[Task] In the entries below, find each line with the string "SetLoggerError" and copy it.

======== Material for the task ========

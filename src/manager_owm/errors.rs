use thiserror::Error;

/// Reasons why weather data could not be acquired
#[derive(Error, Debug, PartialEq)]
pub enum OwmError {
    #[error("OwmError::PermissionDenied: the API key was refused")]
    PermissionDenied,
    #[error("OwmError::Network: {0}")]
    Network(String),
    #[error("OwmError::Timeout: no answer within the configured timeout")]
    Timeout,
    #[error("OwmError::Provider: http status {0}")]
    Provider(u16),
    #[error("OwmError::Document: {0}")]
    Document(String),
}
impl From<serde_json::Error> for OwmError {
    fn from(e: serde_json::Error) -> Self {
        OwmError::Document(e.to_string())
    }
}
impl From<std::io::Error> for OwmError {
    fn from(e: std::io::Error) -> Self {
        OwmError::Document(e.to_string())
    }
}
impl From<ureq::Error> for OwmError {
    fn from(e: ureq::Error) -> Self {
        match e {
            ureq::Error::StatusCode(401) | ureq::Error::StatusCode(403) => OwmError::PermissionDenied,
            ureq::Error::StatusCode(status) => OwmError::Provider(status),
            ureq::Error::Timeout(_) => OwmError::Timeout,
            other => OwmError::Network(other.to_string()),
        }
    }
}

#[cfg(test)]
mod tests {
    use super::*;

    #[test]
    fn refused_key_is_permission_denied() {
        assert_eq!(OwmError::from(ureq::Error::StatusCode(401)), OwmError::PermissionDenied);
        assert_eq!(OwmError::from(ureq::Error::StatusCode(403)), OwmError::PermissionDenied);
    }

    #[test]
    fn other_status_is_provider_error() {
        assert_eq!(OwmError::from(ureq::Error::StatusCode(502)), OwmError::Provider(502));
    }

    #[test]
    fn bad_json_is_document_error() {
        let e = serde_json::from_str::<serde_json::Value>("{").unwrap_err();
        assert!(matches!(OwmError::from(e), OwmError::Document(_)));
    }
}
use serde::{Deserialize, Serialize};

#[derive(Serialize, Deserialize, Clone, Debug, PartialEq, Eq)]
pub struct Memo {
    pub id: String,
    pub content: String,
}
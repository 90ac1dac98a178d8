use thiserror::Error;

#[derive(Error, Debug)]
pub enum ConfigError {
    #[error("ConfigError::File: {0}")]
    File(#[from] std::io::Error),
    #[error("ConfigError::Document: {0}")]
    Document(#[from] toml::de::Error),
    #[error("ConfigError::Invalid: {0}")]
    Invalid(String),
}
impl From<&str> for ConfigError {
    fn from(e: &str) -> Self {
        ConfigError::Invalid(e.to_string())
    }
}

#[derive(Error, Debug)]
#[error("error setting up logging: {0}")]
pub struct LoggingError(pub String);
impl From<std::io::Error> for LoggingError {
    fn from(e: std::io::Error) -> LoggingError {
        LoggingError(format!("log file error: {}", e))
    }
}
impl From<anyhow::Error> for LoggingError {
    fn from(e: anyhow::Error) -> LoggingError {
        LoggingError(format!("log roller error: {}", e))
    }
}
impl From<log4rs::config::runtime::ConfigErrors> for LoggingError {
    fn from(e: log4rs::config::runtime::ConfigErrors) -> LoggingError {
        LoggingError(format!("log config error: {}", e))
    }
}
impl From<log::SetLoggerError> for LoggingError {
    fn from(e: log::SetLoggerError) -> LoggingError {
        LoggingError(format!("logger already set: {}", e))
    }
}

#[derive(Error, Debug)]
pub enum StoreError {
    #[error("StoreError::File: {0}")]
    File(#[from] std::io::Error),
    #[error("StoreError::Document: {0}")]
    Document(#[from] serde_json::Error),
}

#[derive(Error, Debug)]
pub enum SessionError {
    #[error("SessionError::Store: {0}")]
    Store(#[from] StoreError),
    #[error("SessionError::Document: stored value for {key} is invalid: {msg}")]
    Document { key: String, msg: String },
    #[error("SessionError::UnknownMemo: no memo with id {0}")]
    UnknownMemo(String),
}

#[derive(Error, Debug)]
pub enum InitError {
    #[error("InitError::Store: {0}")]
    Store(#[from] StoreError),
    #[error("InitError::Session: {0}")]
    Session(#[from] SessionError),
}
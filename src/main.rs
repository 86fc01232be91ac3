use std::io::Write;

use anyhow::Result;
use clap::Parser as ClapParser;
use env_logger::fmt::Formatter;
use indicatif::MultiProgress;
use indicatif_log_bridge::LogWrapper;

use cli::command::{Cli, Commands, LogFormat};
use cli::extract::cmd_extract;
use cli::info::cmd_info;

mod cli;
mod xml;

fn json_record(buf: &mut Formatter, record: &log::Record) -> std::io::Result<()> {
    writeln!(
        buf,
        "{{\"ts\":\"{}\",\"lvl\":\"{}\",\"msg\":\"{}\"}}",
        buf.timestamp(),
        record.level(),
        record.args().to_string().escape_default()
    )
}

/// Installs the global logger. Log lines go through the progress bars when
/// `--progress` is set.
fn init_logging(cli: &Cli, multi: &MultiProgress) -> Result<()> {
    let mut builder = env_logger::Builder::from_default_env();
    builder.filter_level(cli.loglevel.to_level_filter());

    match cli.log_format {
        LogFormat::Plain => {
            builder.format_timestamp_secs();
        }
        LogFormat::Json => {
            builder.format(json_record);
        }
    }

    if cli.progress {
        LogWrapper::new(multi.clone(), builder.build()).try_init()?;
    } else {
        builder.try_init()?;
    }
    Ok(())
}

fn main() -> Result<()> {
    let cli = Cli::parse();
    let multi = MultiProgress::new();
    init_logging(&cli, &multi)?;

    let progress = cli.progress.then_some(&multi);
    match &cli.command {
        Commands::Extract(args) => cmd_extract(args, &cli, progress),
        Commands::Info(args) => cmd_info(args, &cli, progress),
    }
}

========

[Result below]
impl From<log::SetLoggerError> for LoggingError {
    fn from(e: log::SetLoggerError) -> LoggingError {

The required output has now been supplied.